Goal of the exercise — Your task is to copy each line of the records that includes the string "impl".

Records from a data collection:
==*==

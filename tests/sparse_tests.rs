use ndarray::array;
use neuroray::sparse;

#[test]
fn test_dedup_and_sort_round_trip() {
    let rows = array![0i64, 9, 0, 1, 2, 0, 1, 2];
    let cols = array![9i64, 9, 1, 2, 3, 1, 2, 3];

    let (out_rows, out_cols) = sparse::dedup_and_sort(&rows, &cols).unwrap();
    assert_eq!(out_rows, array![0i64, 0, 1, 2, 9]);
    assert_eq!(out_cols, array![1i64, 9, 2, 3, 9]);
}

#[test]
fn test_dedup_and_sort_empty() {
    let empty = ndarray::Array1::<i64>::zeros(0);
    let (rows, cols) = sparse::dedup_and_sort(&empty, &empty).unwrap();
    assert!(rows.is_empty());
    assert!(cols.is_empty());
}

#[test]
fn test_dedup_and_sort_rejects_mismatched_lengths() {
    let rows = array![0i64, 1];
    let cols = array![0i64];
    assert!(sparse::dedup_and_sort(&rows, &cols).is_err());
}

#[test]
fn test_coo_find_batch_descending_indices() {
    let haystack = array![4i64, 8, 15];
    let queries = array![15i64, 1, 8, 2, 4, 4];
    // values 15, 8, 4, 4 match, at query positions 0, 2, 4, 5
    let hits = sparse::coo_find_batch(&haystack, &queries, 2).unwrap();
    assert_eq!(hits, vec![5, 4, 2, 0]);

    let unbatched = sparse::coo_find_batch(&haystack, &queries, 1000).unwrap();
    assert_eq!(hits, unbatched);
}

#[test]
fn test_find_unique_bitmap() {
    let arr = array![3i64, 0, 3, 5, 0, 5, 5];
    let unique = sparse::find_unique(&arr, 8).unwrap();
    assert_eq!(unique, array![0i64, 3, 5]);
}

#[test]
fn test_find_unique_rejects_out_of_domain() {
    let arr = array![3i64, 9];
    assert!(sparse::find_unique(&arr, 8).is_err());
    assert!(sparse::find_unique(&array![-1i64], 8).is_err());
}
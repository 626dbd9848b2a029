use ndarray::{concatenate, array, Array2, Axis};
use neuroray::cells;
use neuroray::types::ModelParams;
use rand::rngs::StdRng;
use rand::SeedableRng;

/// 27 grid cells spaced 1.0 apart plus one extra point wedged between the
/// corners of the unit cube. The extra point overlaps all 8 corners at
/// radius 0.9 (distance 0.866), so 9 cells collide and 19 survive.
fn grid_with_intruder() -> Array2<f32> {
    let mut data = Vec::new();
    for x in [-1.0f32, 0.0, 1.0] {
        for y in [-1.0f32, 0.0, 1.0] {
            for z in [-1.0f32, 0.0, 1.0] {
                data.extend_from_slice(&[x, y, z]);
            }
        }
    }
    let grid = Array2::from_shape_vec((27, 3), data).unwrap();
    let extra = array![[0.5f32, 0.5, 0.5]];
    concatenate(Axis(0), &[grid.view(), extra.view()]).unwrap()
}

#[test]
fn test_collision_minibatch_removes_overlapping_cells() {
    let positions = grid_with_intruder();
    let survivors = cells::check_all_collision_minibatch(&positions, 1.0, 0.9).unwrap();
    assert_eq!(survivors.nrows(), 19);
    // the intruder itself must be gone
    for p in survivors.rows() {
        assert!(!(p[0] == 0.5 && p[1] == 0.5 && p[2] == 0.5));
    }
}

#[test]
fn test_collision_minibatch_is_idempotent() {
    let positions = grid_with_intruder();
    let once = cells::check_all_collision_minibatch(&positions, 1.0, 0.9).unwrap();
    let twice = cells::check_all_collision_minibatch(&once, 1.0, 0.9).unwrap();
    assert_eq!(once, twice);
}

#[test]
fn test_collision_minibatch_rejects_bad_radii() {
    let positions = grid_with_intruder();
    assert!(cells::check_all_collision_minibatch(&positions, -1.0, 0.9).is_err());
    assert!(cells::check_all_collision_minibatch(&positions, 1.0, 0.0).is_err());
}

#[test]
fn test_split_nine_cells() {
    let points = Array2::from_shape_vec((9, 3), (0..27).map(|v| v as f32).collect()).unwrap();
    let (neurons, glia) = cells::split_into_glia_neuron(0.5, &points);
    assert_eq!(neurons.nrows(), 4);
    assert_eq!(glia.nrows(), 5);
    // order preserved: the first neuron row is the first input row
    assert_eq!(neurons.row(0), points.row(0));
    assert_eq!(glia.row(0), points.row(4));
}

#[test]
fn test_place_cells_cohorts() {
    let params = ModelParams {
        neuron_size: 40,
        input_size: 8,
        output_size: 2,
        sphere_rad: 1.0,
        neuron_rad: 0.01,
        nratio: 0.5,
        ..ModelParams::default()
    };
    let mut rng = StdRng::seed_from_u64(11);
    let positions = cells::place_cells(&params, &mut rng).unwrap();
    let layout = positions.layout();

    assert_eq!(layout.input, 8);
    assert_eq!(layout.output, 2);
    // the interior request is hidden_target / nratio = 60; pruning only shrinks
    assert!(layout.hidden + positions.glia_pos.nrows() <= 60);

    // surface cohorts sit on the sphere, interior cohorts inside it
    for p in positions.input_pos.rows().into_iter().chain(positions.output_pos.rows()) {
        let norm = p.dot(&p).sqrt();
        assert!((norm - 1.0).abs() < 1e-5);
    }
    for p in positions.hidden_pos.rows().into_iter().chain(positions.glia_pos.rows()) {
        assert!(p.dot(&p).sqrt() <= 1.0);
    }

    // id blocks are contiguous and input ids come first
    assert_eq!(layout.input_ids()[0], 0);
    assert_eq!(layout.hidden_ids()[0], 8);
    assert_eq!(
        layout.output_ids()[layout.output - 1],
        layout.neuron_size() as i64 - 1
    );
}
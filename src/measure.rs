//! Wall-relative measurements of a placed frame's hanging point.

use crate::geometry::WallSpec;

/// Distances a person measures on the wall to place a hook.
///
/// Horizontal distances are to the primary hook (the only hook, or the left
/// one of a dual pair). Vertical distances are to the hook line.
#[derive(Copy, Clone, Debug, Default, PartialEq)]
#[cfg_attr(feature = "serde", derive(serde::Serialize, serde::Deserialize))]
pub struct Measurements {
    /// Left wall to the primary hook.
    pub from_left: f64,
    /// Right wall to the primary hook.
    pub from_right: f64,
    /// Ceiling to the top edge of the frame.
    pub from_top: f64,
    /// Floor up to the hook line.
    pub from_floor: f64,
    /// Ceiling down to the hook line.
    pub from_ceiling: f64,
}

/// Project a frame at `(x, y)` with hook at `(hook_x, hook_y)` (frame-relative)
/// onto the wall.
///
/// `from_left + from_right == wall.width` and
/// `from_floor + from_ceiling == wall.height` hold for any input.
pub fn project(wall: &WallSpec, x: f64, y: f64, width: f64, hook_x: f64, hook_y: f64) -> Measurements {
    Measurements {
        from_left: x + hook_x,
        from_right: wall.width - (x + width) + (width - hook_x),
        from_top: y,
        from_floor: wall.height - (y + hook_y),
        from_ceiling: y + hook_y,
    }
}
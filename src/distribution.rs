//! One-axis distribution of equally sized items within a span.
//!
//! Mirrors CSS `justify-content` for the stretching policies, plus a
//! `Fixed` policy that keeps the caller's gap and leaves placement of the
//! resulting block to the [anchor resolver](crate::anchor).
//!
//! ```
//! use hangplan::distribution::{Distribution, distribute};
//!
//! // Three 20" frames spread across a 96" wall.
//! let d = distribute(96.0, 20.0, 3, 2.0, Distribution::SpaceBetween);
//! assert_eq!(d.gap, 18.0);
//! assert_eq!(d.offsets, vec![0.0, 38.0, 76.0]);
//! ```

use alloc::vec::Vec;

/// How leftover span is allocated among gaps.
#[derive(Copy, Clone, Debug, Default, PartialEq, Eq, Hash)]
#[cfg_attr(feature = "serde", derive(serde::Serialize, serde::Deserialize))]
#[cfg_attr(feature = "serde", serde(rename_all = "kebab-case"))]
pub enum Distribution {
    /// Items separated by exactly the gap hint. The block is not stretched.
    #[default]
    Fixed,
    /// First item at the near edge, last item at the far edge, equal gaps
    /// between.
    SpaceBetween,
    /// Equal gaps before, between, and after the items.
    SpaceEvenly,
    /// Equal gaps between items; half-size gaps at the edges.
    SpaceAround,
}

impl Distribution {
    pub const fn as_str(self) -> &'static str {
        match self {
            Self::Fixed => "fixed",
            Self::SpaceBetween => "space-between",
            Self::SpaceEvenly => "space-evenly",
            Self::SpaceAround => "space-around",
        }
    }

    pub fn parse(s: &str) -> Option<Self> {
        match s.trim().to_ascii_lowercase().as_str() {
            "fixed" => Some(Self::Fixed),
            "space-between" | "between" => Some(Self::SpaceBetween),
            "space-evenly" | "evenly" => Some(Self::SpaceEvenly),
            "space-around" | "around" => Some(Self::SpaceAround),
            _ => None,
        }
    }

    /// Whether the block always occupies the whole span.
    pub const fn stretches(self) -> bool {
        !matches!(self, Self::Fixed)
    }
}

/// Result of distributing items along one axis.
#[derive(Clone, Debug, PartialEq)]
pub struct Distributed {
    /// Item start offsets relative to the start of the block, in order.
    pub offsets: Vec<f64>,
    /// Gap between adjacent items.
    pub gap: f64,
    /// Length of the block, including any edge gaps.
    pub extent: f64,
}

impl Distributed {
    /// Space before the first item inside the block.
    pub fn leading(&self) -> f64 {
        self.offsets.first().copied().unwrap_or(0.0)
    }
}

/// Compute start offsets for `count` items of `size` along `span`.
///
/// Never fails: when the items don't fit, stretching policies produce
/// negative gaps and the block overflows.
pub fn distribute(
    span: f64,
    size: f64,
    count: usize,
    gap_hint: f64,
    policy: Distribution,
) -> Distributed {
    if count == 0 {
        return Distributed {
            offsets: Vec::new(),
            gap: 0.0,
            extent: 0.0,
        };
    }

    let n = count as f64;
    let free = span - n * size;
    let (leading, gap, extent) = match policy {
        Distribution::Fixed => (0.0, gap_hint, n * size + (n - 1.0) * gap_hint),
        // A lone item has no interior gap; center it.
        Distribution::SpaceBetween if count == 1 => (free / 2.0, 0.0, span),
        Distribution::SpaceBetween => (0.0, free / (n - 1.0), span),
        Distribution::SpaceEvenly => {
            let gap = free / (n + 1.0);
            (gap, gap, span)
        }
        Distribution::SpaceAround => {
            let gap = free / n;
            (gap / 2.0, gap, span)
        }
    };

    let pitch = size + gap;
    let offsets = (0..count).map(|i| leading + i as f64 * pitch).collect();
    Distributed {
        offsets,
        gap,
        extent,
    }
}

==*==

Written response —
impl Distribution {
impl Distributed {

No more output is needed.